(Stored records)
::::

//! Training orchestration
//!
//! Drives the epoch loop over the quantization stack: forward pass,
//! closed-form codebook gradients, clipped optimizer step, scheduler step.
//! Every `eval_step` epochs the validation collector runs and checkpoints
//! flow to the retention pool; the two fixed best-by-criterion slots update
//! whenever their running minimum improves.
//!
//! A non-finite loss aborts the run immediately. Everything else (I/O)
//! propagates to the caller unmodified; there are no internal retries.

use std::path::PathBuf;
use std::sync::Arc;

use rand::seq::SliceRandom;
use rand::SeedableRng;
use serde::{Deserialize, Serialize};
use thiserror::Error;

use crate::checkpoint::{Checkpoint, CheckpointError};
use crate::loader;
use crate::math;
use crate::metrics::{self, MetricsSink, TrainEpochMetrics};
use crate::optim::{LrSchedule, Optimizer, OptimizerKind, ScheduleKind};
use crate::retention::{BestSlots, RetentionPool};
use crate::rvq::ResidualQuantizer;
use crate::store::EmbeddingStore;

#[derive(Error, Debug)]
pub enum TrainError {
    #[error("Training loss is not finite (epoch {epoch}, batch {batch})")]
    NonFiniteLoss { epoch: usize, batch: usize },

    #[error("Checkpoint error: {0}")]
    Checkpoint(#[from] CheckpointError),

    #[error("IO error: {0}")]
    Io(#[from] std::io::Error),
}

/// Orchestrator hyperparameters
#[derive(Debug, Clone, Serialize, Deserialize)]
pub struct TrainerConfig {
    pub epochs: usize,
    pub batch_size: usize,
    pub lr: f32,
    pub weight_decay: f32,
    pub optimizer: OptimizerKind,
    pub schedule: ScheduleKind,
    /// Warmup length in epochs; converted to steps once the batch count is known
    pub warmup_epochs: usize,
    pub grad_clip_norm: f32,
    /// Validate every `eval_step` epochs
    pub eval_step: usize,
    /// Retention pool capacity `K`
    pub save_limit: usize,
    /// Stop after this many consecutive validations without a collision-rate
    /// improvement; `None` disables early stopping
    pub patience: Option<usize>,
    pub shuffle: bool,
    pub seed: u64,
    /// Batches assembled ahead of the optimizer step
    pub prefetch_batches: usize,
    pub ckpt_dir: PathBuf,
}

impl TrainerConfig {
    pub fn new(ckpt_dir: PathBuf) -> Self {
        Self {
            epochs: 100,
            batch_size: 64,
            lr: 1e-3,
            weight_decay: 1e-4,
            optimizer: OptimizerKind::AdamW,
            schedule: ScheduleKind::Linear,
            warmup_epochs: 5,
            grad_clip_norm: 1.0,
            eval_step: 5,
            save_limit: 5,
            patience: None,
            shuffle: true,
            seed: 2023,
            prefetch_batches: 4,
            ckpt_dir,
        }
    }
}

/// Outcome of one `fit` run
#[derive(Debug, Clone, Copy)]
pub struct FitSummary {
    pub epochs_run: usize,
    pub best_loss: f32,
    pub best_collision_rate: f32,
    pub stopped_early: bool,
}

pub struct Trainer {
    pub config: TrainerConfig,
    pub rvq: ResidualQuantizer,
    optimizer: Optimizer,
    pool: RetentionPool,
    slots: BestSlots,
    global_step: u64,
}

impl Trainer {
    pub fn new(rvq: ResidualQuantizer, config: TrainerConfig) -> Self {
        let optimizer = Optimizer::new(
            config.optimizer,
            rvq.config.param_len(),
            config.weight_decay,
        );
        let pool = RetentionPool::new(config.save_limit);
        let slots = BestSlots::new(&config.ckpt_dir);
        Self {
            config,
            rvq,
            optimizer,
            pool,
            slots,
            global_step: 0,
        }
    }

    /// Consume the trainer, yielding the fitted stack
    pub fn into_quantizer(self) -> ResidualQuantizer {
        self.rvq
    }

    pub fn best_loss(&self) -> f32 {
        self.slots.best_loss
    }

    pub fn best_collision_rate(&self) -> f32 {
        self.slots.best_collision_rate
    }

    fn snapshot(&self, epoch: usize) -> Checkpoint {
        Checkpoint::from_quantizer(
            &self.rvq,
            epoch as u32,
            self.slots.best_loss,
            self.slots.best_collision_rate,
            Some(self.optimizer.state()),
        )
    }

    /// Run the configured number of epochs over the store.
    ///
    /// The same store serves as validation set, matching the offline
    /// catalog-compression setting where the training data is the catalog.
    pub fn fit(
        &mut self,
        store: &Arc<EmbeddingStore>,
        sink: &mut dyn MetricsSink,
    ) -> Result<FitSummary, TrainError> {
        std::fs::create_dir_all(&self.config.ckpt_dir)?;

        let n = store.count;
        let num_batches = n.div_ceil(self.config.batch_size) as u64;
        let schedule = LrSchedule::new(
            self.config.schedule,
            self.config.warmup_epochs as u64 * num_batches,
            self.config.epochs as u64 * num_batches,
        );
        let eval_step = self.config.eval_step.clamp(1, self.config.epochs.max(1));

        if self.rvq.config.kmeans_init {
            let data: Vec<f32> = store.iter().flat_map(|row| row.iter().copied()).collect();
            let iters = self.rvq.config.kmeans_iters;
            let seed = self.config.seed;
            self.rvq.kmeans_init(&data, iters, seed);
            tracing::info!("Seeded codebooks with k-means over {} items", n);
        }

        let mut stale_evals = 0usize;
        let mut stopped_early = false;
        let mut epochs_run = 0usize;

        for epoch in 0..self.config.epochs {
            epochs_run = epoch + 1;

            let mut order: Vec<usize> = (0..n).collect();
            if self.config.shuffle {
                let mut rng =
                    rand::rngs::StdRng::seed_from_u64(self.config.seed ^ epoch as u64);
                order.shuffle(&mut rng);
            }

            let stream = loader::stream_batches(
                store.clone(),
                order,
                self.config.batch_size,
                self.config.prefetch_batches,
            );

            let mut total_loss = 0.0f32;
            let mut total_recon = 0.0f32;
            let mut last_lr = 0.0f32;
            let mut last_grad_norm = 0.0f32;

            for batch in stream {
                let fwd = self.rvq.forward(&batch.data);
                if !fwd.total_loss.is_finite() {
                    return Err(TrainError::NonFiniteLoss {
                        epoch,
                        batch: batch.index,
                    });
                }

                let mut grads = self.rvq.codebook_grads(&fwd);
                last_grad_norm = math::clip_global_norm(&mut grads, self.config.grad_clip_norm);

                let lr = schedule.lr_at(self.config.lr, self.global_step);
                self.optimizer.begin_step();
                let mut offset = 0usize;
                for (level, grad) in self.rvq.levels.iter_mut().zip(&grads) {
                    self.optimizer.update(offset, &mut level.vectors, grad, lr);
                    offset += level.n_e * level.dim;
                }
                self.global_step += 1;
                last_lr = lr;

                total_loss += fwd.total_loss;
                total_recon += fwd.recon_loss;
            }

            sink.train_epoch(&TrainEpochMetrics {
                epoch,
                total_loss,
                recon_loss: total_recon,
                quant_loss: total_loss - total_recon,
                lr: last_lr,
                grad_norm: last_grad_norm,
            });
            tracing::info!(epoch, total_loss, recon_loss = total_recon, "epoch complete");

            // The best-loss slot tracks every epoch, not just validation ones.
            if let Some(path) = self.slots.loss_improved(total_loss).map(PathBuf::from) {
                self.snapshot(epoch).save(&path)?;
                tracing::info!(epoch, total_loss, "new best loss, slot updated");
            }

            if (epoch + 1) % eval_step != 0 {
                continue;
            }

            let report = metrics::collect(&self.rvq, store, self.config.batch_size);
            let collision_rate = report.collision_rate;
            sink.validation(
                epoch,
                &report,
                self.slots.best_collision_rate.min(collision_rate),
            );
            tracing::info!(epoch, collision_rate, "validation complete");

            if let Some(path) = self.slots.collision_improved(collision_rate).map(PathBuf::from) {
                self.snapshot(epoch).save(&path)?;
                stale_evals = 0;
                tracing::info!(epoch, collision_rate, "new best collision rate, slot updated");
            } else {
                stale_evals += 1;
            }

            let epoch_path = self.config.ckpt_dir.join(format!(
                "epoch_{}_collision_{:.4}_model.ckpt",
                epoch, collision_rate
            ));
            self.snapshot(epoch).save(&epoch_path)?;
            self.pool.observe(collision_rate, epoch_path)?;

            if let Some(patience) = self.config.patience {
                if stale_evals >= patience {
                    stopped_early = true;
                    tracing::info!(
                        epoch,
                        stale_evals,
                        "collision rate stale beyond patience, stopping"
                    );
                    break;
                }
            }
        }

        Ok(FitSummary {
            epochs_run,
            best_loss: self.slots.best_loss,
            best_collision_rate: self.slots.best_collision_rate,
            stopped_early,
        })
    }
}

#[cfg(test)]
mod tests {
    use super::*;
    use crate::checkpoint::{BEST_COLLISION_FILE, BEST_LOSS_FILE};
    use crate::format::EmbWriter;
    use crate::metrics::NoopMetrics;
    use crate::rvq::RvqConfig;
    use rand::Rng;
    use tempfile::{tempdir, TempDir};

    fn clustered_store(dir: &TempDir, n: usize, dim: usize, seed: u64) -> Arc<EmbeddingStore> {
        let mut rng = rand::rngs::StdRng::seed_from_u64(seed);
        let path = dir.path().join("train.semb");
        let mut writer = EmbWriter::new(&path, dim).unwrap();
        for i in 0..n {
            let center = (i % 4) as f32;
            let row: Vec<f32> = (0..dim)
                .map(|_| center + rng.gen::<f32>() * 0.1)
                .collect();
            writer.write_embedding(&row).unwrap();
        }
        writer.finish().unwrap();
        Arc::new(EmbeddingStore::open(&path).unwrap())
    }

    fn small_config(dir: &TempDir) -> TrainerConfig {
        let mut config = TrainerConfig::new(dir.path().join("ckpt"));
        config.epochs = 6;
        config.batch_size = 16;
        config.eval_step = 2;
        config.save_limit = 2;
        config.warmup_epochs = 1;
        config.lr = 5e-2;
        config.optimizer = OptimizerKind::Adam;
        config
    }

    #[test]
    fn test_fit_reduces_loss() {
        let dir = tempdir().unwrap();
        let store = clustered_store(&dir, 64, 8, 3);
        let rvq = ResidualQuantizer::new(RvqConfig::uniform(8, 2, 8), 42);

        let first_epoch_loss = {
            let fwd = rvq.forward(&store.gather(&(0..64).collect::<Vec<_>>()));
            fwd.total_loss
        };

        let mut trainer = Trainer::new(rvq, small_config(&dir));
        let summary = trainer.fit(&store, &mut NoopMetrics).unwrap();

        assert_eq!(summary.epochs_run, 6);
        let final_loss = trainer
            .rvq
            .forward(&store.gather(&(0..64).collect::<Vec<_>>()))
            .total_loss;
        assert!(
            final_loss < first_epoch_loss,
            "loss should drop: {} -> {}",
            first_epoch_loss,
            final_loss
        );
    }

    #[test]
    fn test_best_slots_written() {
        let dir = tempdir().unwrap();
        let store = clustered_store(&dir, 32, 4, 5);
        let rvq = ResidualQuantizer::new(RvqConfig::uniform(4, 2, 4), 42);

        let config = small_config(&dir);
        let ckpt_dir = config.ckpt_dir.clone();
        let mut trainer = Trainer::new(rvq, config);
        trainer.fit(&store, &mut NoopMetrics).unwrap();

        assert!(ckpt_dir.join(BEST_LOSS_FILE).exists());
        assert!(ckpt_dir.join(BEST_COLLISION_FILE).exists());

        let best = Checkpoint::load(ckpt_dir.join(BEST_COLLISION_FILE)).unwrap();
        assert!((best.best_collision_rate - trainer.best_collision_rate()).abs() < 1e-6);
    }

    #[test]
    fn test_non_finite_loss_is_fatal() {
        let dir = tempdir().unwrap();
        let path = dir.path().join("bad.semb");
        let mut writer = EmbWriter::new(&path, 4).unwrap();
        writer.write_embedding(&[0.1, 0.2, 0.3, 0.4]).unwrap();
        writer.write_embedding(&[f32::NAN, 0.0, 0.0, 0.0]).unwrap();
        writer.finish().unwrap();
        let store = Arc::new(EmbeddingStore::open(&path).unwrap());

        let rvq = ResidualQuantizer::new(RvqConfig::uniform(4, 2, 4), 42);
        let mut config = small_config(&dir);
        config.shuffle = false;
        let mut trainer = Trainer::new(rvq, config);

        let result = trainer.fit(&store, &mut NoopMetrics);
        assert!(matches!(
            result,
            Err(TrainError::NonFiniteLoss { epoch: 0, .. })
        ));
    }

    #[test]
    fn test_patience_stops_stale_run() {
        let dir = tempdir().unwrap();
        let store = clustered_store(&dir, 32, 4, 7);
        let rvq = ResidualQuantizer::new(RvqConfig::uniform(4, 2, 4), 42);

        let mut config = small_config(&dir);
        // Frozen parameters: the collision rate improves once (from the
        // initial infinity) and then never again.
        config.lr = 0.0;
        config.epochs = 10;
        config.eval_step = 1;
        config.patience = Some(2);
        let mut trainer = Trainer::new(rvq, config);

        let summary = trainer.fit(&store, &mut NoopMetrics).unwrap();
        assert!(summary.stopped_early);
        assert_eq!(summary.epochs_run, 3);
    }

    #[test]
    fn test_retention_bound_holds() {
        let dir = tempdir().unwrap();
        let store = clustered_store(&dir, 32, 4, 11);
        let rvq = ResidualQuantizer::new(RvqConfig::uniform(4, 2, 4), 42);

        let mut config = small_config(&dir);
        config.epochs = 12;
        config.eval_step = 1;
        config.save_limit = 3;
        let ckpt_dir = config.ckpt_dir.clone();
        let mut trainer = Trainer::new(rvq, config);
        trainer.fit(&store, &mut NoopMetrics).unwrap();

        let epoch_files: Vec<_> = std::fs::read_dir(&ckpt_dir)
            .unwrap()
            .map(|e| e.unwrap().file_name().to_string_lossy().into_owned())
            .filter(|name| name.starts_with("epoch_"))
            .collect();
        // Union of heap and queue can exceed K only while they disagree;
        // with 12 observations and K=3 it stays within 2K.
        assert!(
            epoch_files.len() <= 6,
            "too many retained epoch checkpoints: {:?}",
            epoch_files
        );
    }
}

::::

### Your instructions
Scan the entries above and copy each line where "many" occurs.

### Response to this exercise
    /// Stop after this many consecutive validations without a collision-rate
            "too many retained epoch checkpoints: {:?}",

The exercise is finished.